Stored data
________
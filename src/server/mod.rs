//! HTTP front end
//!
//! Thin axum layer over the explanation core:
//! - `POST /api/explain` one level, optional validation
//! - `POST /api/explain/batch` every (or selected) level, unvalidated
//! - `GET /health` liveness
//! - `GET /` the bundled index page

mod handlers;
mod types;


pub use types::{BatchRequest, ErrorBody, ExplainRequest};

use std::sync::Arc;

use axum::routing::{get, post};
use axum::Router;
use miette::Diagnostic;
use thiserror::Error;
use tower_http::cors::{Any, CorsLayer};

use crate::config::ServerSettings;
use crate::core::explain::GenerationController;

#[derive(Debug, Error, Diagnostic)]
pub enum ServerError {
    #[error("failed to bind {addr}")]
    #[diagnostic(
        code(explainthis::server::bind),
        help("is another process already listening on this port?")
    )]
    Bind {
        addr: String,
        #[source]
        source: std::io::Error,
    },

    #[error("server terminated unexpectedly")]
    #[diagnostic(code(explainthis::server::serve))]
    Serve(#[source] std::io::Error),
}

/// Shared handler state
#[derive(Clone)]
pub struct AppState {
    pub controller: Arc<GenerationController>,
}

impl AppState {
    pub fn new(controller: Arc<GenerationController>) -> Self {
        Self { controller }
    }
}

pub fn router(state: AppState) -> Router {
    Router::new()
        .route("/", get(handlers::index))
        .route("/health", get(handlers::health_check))
        .route("/api/explain", post(handlers::explain))
        .route("/api/explain/batch", post(handlers::explain_batch))
        .layer(
            CorsLayer::new()
                .allow_origin(Any)
                .allow_methods(Any)
                .allow_headers(Any),
        )
        .with_state(state)
}

/// Serve until Ctrl-C.
pub async fn serve(
    settings: &ServerSettings,
    controller: Arc<GenerationController>,
) -> Result<(), ServerError> {
    let addr = format!("{}:{}", settings.host, settings.port);
    let listener = tokio::net::TcpListener::bind(&addr)
        .await
        .map_err(|source| ServerError::Bind {
            addr: addr.clone(),
            source,
        })?;

    tracing::info!(
        address = %addr,
        model = controller.provider().model(),
        "ExplainThis server listening on http://{}",
        addr
    );

    axum::serve(listener, router(AppState::new(controller)))
        .with_graceful_shutdown(async {
            if let Err(e) = tokio::signal::ctrl_c().await {
                tracing::warn!("failed to listen for shutdown signal: {}", e);
                std::future::pending::<()>().await;
            }
            tracing::info!("ExplainThis server shutting down");
        })
        .await
        .map_err(ServerError::Serve)
}
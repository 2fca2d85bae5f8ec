//! Interactive terminal front end

use std::io::Write;
use std::sync::Arc;

use console::{style, Term};
use tokio::io::{AsyncBufRead, AsyncBufReadExt, BufReader, Lines};

use super::render::{self, print_info, print_warning};
use crate::core::explain::{GenerationController, Level};

const RULE_WIDTH: usize = 80;

/// What the user typed at the level prompt
#[derive(Debug, Clone, Copy, PartialEq, Eq)]
pub enum LevelChoice {
    Level(Level),
    /// Unrecognized input; the caller warns and uses the child level
    Invalid,
    Clear,
    Quit,
}

pub fn parse_level_choice(input: &str) -> LevelChoice {
    let input = input.trim();
    if input.is_empty() {
        return LevelChoice::Level(Level::Child);
    }
    match input.to_ascii_lowercase().as_str() {
        "quit" | "exit" => LevelChoice::Quit,
        "clear" => LevelChoice::Clear,
        other => other
            .parse::<Level>()
            .map(LevelChoice::Level)
            .unwrap_or(LevelChoice::Invalid),
    }
}

fn is_exit_command(text: &str) -> bool {
    matches!(text.trim().to_ascii_lowercase().as_str(), "quit" | "exit")
}

/// Collect lines until two consecutive empty lines or EOF.
///
/// Returns `None` only when input ended before anything was read. Single
/// blank lines inside the block are kept as paragraph breaks.
pub async fn read_text_block<R>(lines: &mut Lines<R>) -> std::io::Result<Option<String>>
where
    R: AsyncBufRead + Unpin,
{
    let mut collected: Vec<String> = Vec::new();
    let mut empty_run = 0;
    let mut saw_input = false;

    while let Some(line) = lines.next_line().await? {
        saw_input = true;
        if line.trim().is_empty() {
            empty_run += 1;
            if empty_run >= 2 {
                break;
            }
            continue;
        }
        if empty_run == 1 && !collected.is_empty() {
            collected.push(String::new());
        }
        empty_run = 0;
        collected.push(line);
    }

    if !saw_input {
        return Ok(None);
    }
    Ok(Some(collected.join("\n").trim().to_string()))
}

fn rule(ch: &str) -> String {
    ch.repeat(RULE_WIDTH)
}

fn prompt(text: &str) -> std::io::Result<()> {
    print!("{}", text);
    std::io::stdout().flush()
}

fn print_banner(controller: &GenerationController) {
    println!("{}", rule("="));
    println!("{}", style("🤖 ExplainThis - Interactive Terminal").bold());
    println!("{}", rule("="));
    println!("\nWelcome! Paste any complex text and I'll explain it simply.");
    println!("\nComplexity Levels:");
    println!("  1 - Explain like I'm 5 years old");
    println!("  2 - Explain like I'm a teenager");
    println!("  3 - Explain like I'm a professional (no jargon)");
    println!("\nCommands:");
    println!("  'quit' or 'exit' - Exit the program");
    println!("  'clear' - Clear screen");
    println!(
        "\n{}",
        style(format!("Model: {}", controller.provider().model())).dim()
    );
    println!("{}", rule("="));
}

fn print_goodbye() {
    println!("\n👋 Goodbye! Thanks for using ExplainThis");
}

/// Run the prompt loop on stdin until quit, EOF or Ctrl-C.
pub async fn run(controller: Arc<GenerationController>, validate: bool) -> std::io::Result<()> {
    print_banner(&controller);

    tokio::select! {
        result = session(&controller, validate) => result,
        _ = tokio::signal::ctrl_c() => {
            print_goodbye();
            Ok(())
        }
    }
}

async fn session(controller: &GenerationController, validate: bool) -> std::io::Result<()> {
    let mut lines = BufReader::new(tokio::io::stdin()).lines();

    loop {
        prompt("\n📊 Choose complexity level (1/2/3) [default: 1]: ")?;
        let Some(choice) = lines.next_line().await? else {
            print_goodbye();
            return Ok(());
        };

        let level = match parse_level_choice(&choice) {
            LevelChoice::Quit => {
                print_goodbye();
                return Ok(());
            }
            LevelChoice::Clear => {
                Term::stdout().clear_screen()?;
                continue;
            }
            LevelChoice::Invalid => {
                print_warning("Invalid choice. Using default (1 - 5-year-old)");
                Level::Child
            }
            LevelChoice::Level(level) => level,
        };

        println!("\n📝 Paste your complex text (press Enter twice when done):");
        println!("{}", rule("-"));

        let Some(text) = read_text_block(&mut lines).await? else {
            print_goodbye();
            return Ok(());
        };

        if text.is_empty() {
            print_warning("No text entered. Please try again.");
            continue;
        }
        if is_exit_command(&text) {
            print_goodbye();
            return Ok(());
        }

        let spinner = render::spinner("Processing... (this may take a few seconds)");
        let result = controller
            .explain(&text, level.code(), validate, None)
            .await;
        spinner.finish_and_clear();

        println!();
        render::print_result(&result);
        if result.success && result.attempts > 1 {
            print_info(&format!("took {} attempts", result.attempts));
        }
    }
}
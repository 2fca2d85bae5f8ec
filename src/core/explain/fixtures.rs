//! Test fixtures: synthetic model responses with a controlled word count,
//! section set and emoji count, plus a scripted provider.

use super::level::Level;
use super::validator::{required_sections, word_range};
use crate::core::llm::{ChatRequest, ChatResponse, LLMError, LLMProvider, Result};
use async_trait::async_trait;
use std::collections::VecDeque;
use std::sync::atomic::{AtomicU32, Ordering};
use std::sync::Mutex;

const FILLER: &str = "word";
const EMOJI: char = '⭐';

#[derive(Debug, Clone)]
pub(crate) struct ResponseSpec {
    level: Level,
    words: usize,
    omit: Vec<String>,
    emojis: usize,
}

impl ResponseSpec {
    /// A response that passes validation for `level`
    pub(crate) fn valid(level: Level) -> Self {
        let range = word_range(level);
        Self {
            level,
            words: (range.min + range.max) / 2,
            omit: Vec::new(),
            emojis: if level == Level::Child { 8 } else { 0 },
        }
    }

    pub(crate) fn words(mut self, words: usize) -> Self {
        self.words = words;
        self
    }

    pub(crate) fn without(mut self, markers: &[&str]) -> Self {
        self.omit.extend(markers.iter().map(|m| m.to_string()));
        self
    }

    pub(crate) fn emojis(mut self, emojis: usize) -> Self {
        self.emojis = emojis;
        self
    }
}

/// Renders the spec. Emojis are glued onto filler tokens so they never
/// change the word count.
pub(crate) fn response_with(spec: ResponseSpec) -> String {
    let mut tokens: Vec<String> = required_sections(spec.level)
        .iter()
        .copied()
        .filter(|marker| !spec.omit.iter().any(|o| o == marker))
        .flat_map(str::split_whitespace)
        .map(str::to_string)
        .collect();

    let fillers = spec.words.saturating_sub(tokens.len());
    for i in 0..fillers {
        if i < spec.emojis {
            tokens.push(format!("{FILLER}{EMOJI}"));
        } else {
            tokens.push(FILLER.to_string());
        }
    }

    tokens.join(" ")
}

pub(crate) fn valid_response(level: Level) -> String {
    response_with(ResponseSpec::valid(level))
}

/// A response with exactly `count` deficiencies (1 to 3) at `level`
pub(crate) fn response_with_deficiencies(level: Level, count: usize) -> String {
    let mut spec = ResponseSpec::valid(level);
    if count >= 1 {
        spec = spec.without(&[required_sections(level)[0]]);
    }
    if count >= 2 {
        spec = spec.words(word_range(level).max + 10);
    }
    if count >= 3 {
        assert_eq!(level, Level::Child, "only child responses can have three");
        spec = spec.emojis(0);
    }
    response_with(spec)
}

// ============================================================================
// Scripted provider
// ============================================================================

#[derive(Debug, Clone)]
pub(crate) enum Reply {
    Text(String),
    Fail,
}

/// Replays a fixed script of replies, then repeats `fallback` forever.
pub(crate) struct MockProvider {
    script: Mutex<VecDeque<Reply>>,
    fallback: Reply,
    calls: AtomicU32,
    requests: Mutex<Vec<ChatRequest>>,
}

impl MockProvider {
    pub(crate) fn new(script: Vec<Reply>, fallback: Reply) -> Self {
        Self {
            script: Mutex::new(script.into()),
            fallback,
            calls: AtomicU32::new(0),
            requests: Mutex::new(Vec::new()),
        }
    }

    pub(crate) fn always(reply: Reply) -> Self {
        Self::new(Vec::new(), reply)
    }

    pub(crate) fn calls(&self) -> u32 {
        self.calls.load(Ordering::SeqCst)
    }

    pub(crate) fn requests(&self) -> Vec<ChatRequest> {
        self.requests.lock().unwrap().clone()
    }
}

#[async_trait]
impl LLMProvider for MockProvider {
    fn id(&self) -> &str {
        "mock"
    }

    fn name(&self) -> &str {
        "Mock"
    }

    fn model(&self) -> &str {
        "mock-model"
    }

    async fn chat(&self, request: ChatRequest) -> Result<ChatResponse> {
        self.calls.fetch_add(1, Ordering::SeqCst);
        self.requests.lock().unwrap().push(request);

        let reply = self
            .script
            .lock()
            .unwrap()
            .pop_front()
            .unwrap_or_else(|| self.fallback.clone());

        match reply {
            Reply::Text(content) => Ok(ChatResponse {
                content,
                model: "mock-model".to_string(),
                provider: "mock".to_string(),
                usage: None,
                finish_reason: Some("stop".to_string()),
                latency_ms: 0,
            }),
            Reply::Fail => Err(LLMError::ApiError {
                status: 503,
                message: "upstream unavailable".to_string(),
            }),
        }
    }
}
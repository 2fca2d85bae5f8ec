//! Groq
//!
//! Default backend: hosted open-weight models behind an OpenAI-compatible API.

use super::openai::OpenAICompatibleProvider;
use crate::core::llm::{ChatRequest, ChatResponse, LLMProvider, Result};
use async_trait::async_trait;
use std::time::Duration;

pub const GROQ_BASE_URL: &str = "https://api.groq.com/openai/v1";
pub const GROQ_DEFAULT_MODEL: &str = "llama-3.3-70b-versatile";

pub struct GroqProvider {
    inner: OpenAICompatibleProvider,
}

impl GroqProvider {
    /// Point the provider at a different endpoint (proxies, test servers)
    pub fn with_base_url(
        api_key: String,
        model: String,
        base_url: String,
        timeout: Duration,
    ) -> Result<Self> {
        let inner =
            OpenAICompatibleProvider::new("groq", "Groq", api_key, model, base_url, timeout)?
                .with_max_tokens(8192);
        Ok(Self { inner })
    }
}

#[async_trait]
impl LLMProvider for GroqProvider {
    fn id(&self) -> &str {
        "groq"
    }

    fn name(&self) -> &str {
        "Groq"
    }

    fn model(&self) -> &str {
        self.inner.model()
    }

    async fn chat(&self, request: ChatRequest) -> Result<ChatResponse> {
        let mut response = self.inner.chat(request).await?;
        response.provider = "groq".to_string();
        Ok(response)
    }
}
//! Command-line entry points

pub mod render;
pub mod repl;

use std::collections::BTreeMap;
use std::path::PathBuf;
use std::sync::Arc;

use clap::{Parser, Subcommand};
use miette::{IntoDiagnostic, WrapErr};
use tokio::io::AsyncReadExt;

use crate::config::AppConfig;
use crate::core::explain::{ExplainResponse, GenerationController, Level};
use crate::core::logging::LogOutput;

#[derive(Parser, Debug)]
#[command(
    name = "explainthis",
    version,
    about = "Explain any text for a child, a teenager or a professional"
)]
pub struct Cli {
    /// Config file (defaults to the user config dir)
    #[arg(short, long, global = true, env = "EXPLAINTHIS_CONFIG")]
    pub config: Option<PathBuf>,

    #[command(subcommand)]
    pub command: Commands,
}

#[derive(Subcommand, Debug)]
pub enum Commands {
    /// Run the web server
    Serve {
        /// Bind address (overrides config)
        #[arg(long)]
        host: Option<String>,

        /// Port (overrides config)
        #[arg(short, long)]
        port: Option<u16>,
    },

    /// Interactive prompt
    Repl {
        /// Validate structure and retry weak responses
        #[arg(long)]
        validate: bool,
    },

    /// Explain text once and exit
    Explain {
        /// 1/child, 2/teen or 3/professional
        #[arg(short, long, default_value = "1")]
        level: String,

        /// Validate structure and retry weak responses
        #[arg(long)]
        validate: bool,

        /// Retry budget (overrides config)
        #[arg(short, long)]
        retries: Option<u32>,

        /// Output as JSON
        #[arg(long)]
        json: bool,

        /// Text to explain; read from stdin when omitted
        text: Vec<String>,
    },

    /// Explain text at several levels
    Batch {
        /// Comma-separated levels (default: all)
        #[arg(short, long, value_delimiter = ',')]
        levels: Vec<String>,

        /// Output as JSON
        #[arg(long)]
        json: bool,

        /// Text to explain; read from stdin when omitted
        text: Vec<String>,
    },

    /// Score a response read from stdin without calling the provider
    Check {
        /// 1/child, 2/teen or 3/professional
        #[arg(short, long, default_value = "1")]
        level: String,

        /// Output as JSON
        #[arg(long)]
        json: bool,
    },
}

impl Cli {
    /// Server logs go to stderr; every other command keeps the terminal clean.
    pub fn log_output(&self) -> LogOutput {
        match self.command {
            Commands::Serve { .. } => LogOutput::Stderr,
            _ => LogOutput::FileOnly,
        }
    }
}

/// Build the controller from config; fails without a credential.
pub fn build_controller(config: &AppConfig) -> miette::Result<Arc<GenerationController>> {
    let provider = config
        .provider_config()?
        .create_provider()
        .into_diagnostic()
        .wrap_err("failed to create the LLM provider")?;

    tracing::info!(
        provider = provider.id(),
        model = provider.model(),
        base_url = config.effective_base_url(),
        "provider ready"
    );

    let controller = GenerationController::new(provider, config.generation_config())
        .with_validator(config.validator());
    Ok(Arc::new(controller))
}

async fn text_or_stdin(words: Vec<String>) -> miette::Result<String> {
    if !words.is_empty() {
        return Ok(words.join(" "));
    }
    let mut buffer = String::new();
    tokio::io::stdin()
        .read_to_string(&mut buffer)
        .await
        .into_diagnostic()
        .wrap_err("failed to read text from stdin")?;
    Ok(buffer)
}

fn parse_levels(codes: &[String]) -> miette::Result<Option<Vec<Level>>> {
    if codes.is_empty() {
        return Ok(None);
    }
    codes
        .iter()
        .map(|c| c.parse::<Level>().into_diagnostic())
        .collect::<miette::Result<Vec<_>>>()
        .map(Some)
}

fn print_json<T: serde::Serialize>(value: &T) -> miette::Result<()> {
    let json = serde_json::to_string_pretty(value).into_diagnostic()?;
    println!("{}", json);
    Ok(())
}

pub async fn run(cli: Cli) -> miette::Result<()> {
    let config = AppConfig::load(cli.config.as_deref())?;

    match cli.command {
        Commands::Serve { host, port } => {
            let mut settings = config.server.clone();
            if let Some(host) = host {
                settings.host = host;
            }
            if let Some(port) = port {
                settings.port = port;
            }
            let controller = build_controller(&config)?;
            crate::server::serve(&settings, controller).await?;
        }

        Commands::Repl { validate } => {
            let controller = build_controller(&config)?;
            repl::run(controller, validate || config.repl.validate)
                .await
                .into_diagnostic()?;
        }

        Commands::Explain {
            level,
            validate,
            retries,
            json,
            text,
        } => {
            let controller = build_controller(&config)?;
            let text = text_or_stdin(text).await?;

            let spinner = (!json).then(|| render::spinner("Explaining..."));
            let result = controller.explain(&text, &level, validate, retries).await;
            if let Some(spinner) = spinner {
                spinner.finish_and_clear();
            }

            let success = result.success;
            if json {
                print_json(&ExplainResponse::from(result))?;
            } else {
                render::print_result(&result);
            }
            if !success {
                miette::bail!("explanation failed");
            }
        }

        Commands::Batch { levels, json, text } => {
            let levels = parse_levels(&levels)?;
            let controller = build_controller(&config)?;
            let text = text_or_stdin(text).await?;
            if text.trim().is_empty() {
                miette::bail!("Text cannot be empty");
            }

            let spinner = (!json).then(|| render::spinner("Explaining at every level..."));
            let results = controller.explain_batch(&text, levels.as_deref()).await;
            if let Some(spinner) = spinner {
                spinner.finish_and_clear();
            }

            if json {
                let body: BTreeMap<&str, ExplainResponse> = results
                    .into_iter()
                    .map(|(level, result)| (level.code(), ExplainResponse::from(result)))
                    .collect();
                print_json(&body)?;
            } else {
                for result in results.values() {
                    render::print_result(result);
                    println!();
                }
            }
        }

        Commands::Check { level, json } => {
            let level: Level = level.parse().into_diagnostic()?;
            let text = text_or_stdin(Vec::new()).await?;
            let report = config.validator().report(text.trim(), level);
            if json {
                print_json(&report)?;
            } else {
                render::print_report(&report);
            }
        }
    }

    Ok(())
}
________
▶ _WHAT YOU NEED TO DO_
Filter the data above down to lines with the word "fillers", and copy them.

▶ _ANSWER TO THIS PROBLEM_
    let fillers = spec.words.saturating_sub(tokens.len());
    for i in 0..fillers {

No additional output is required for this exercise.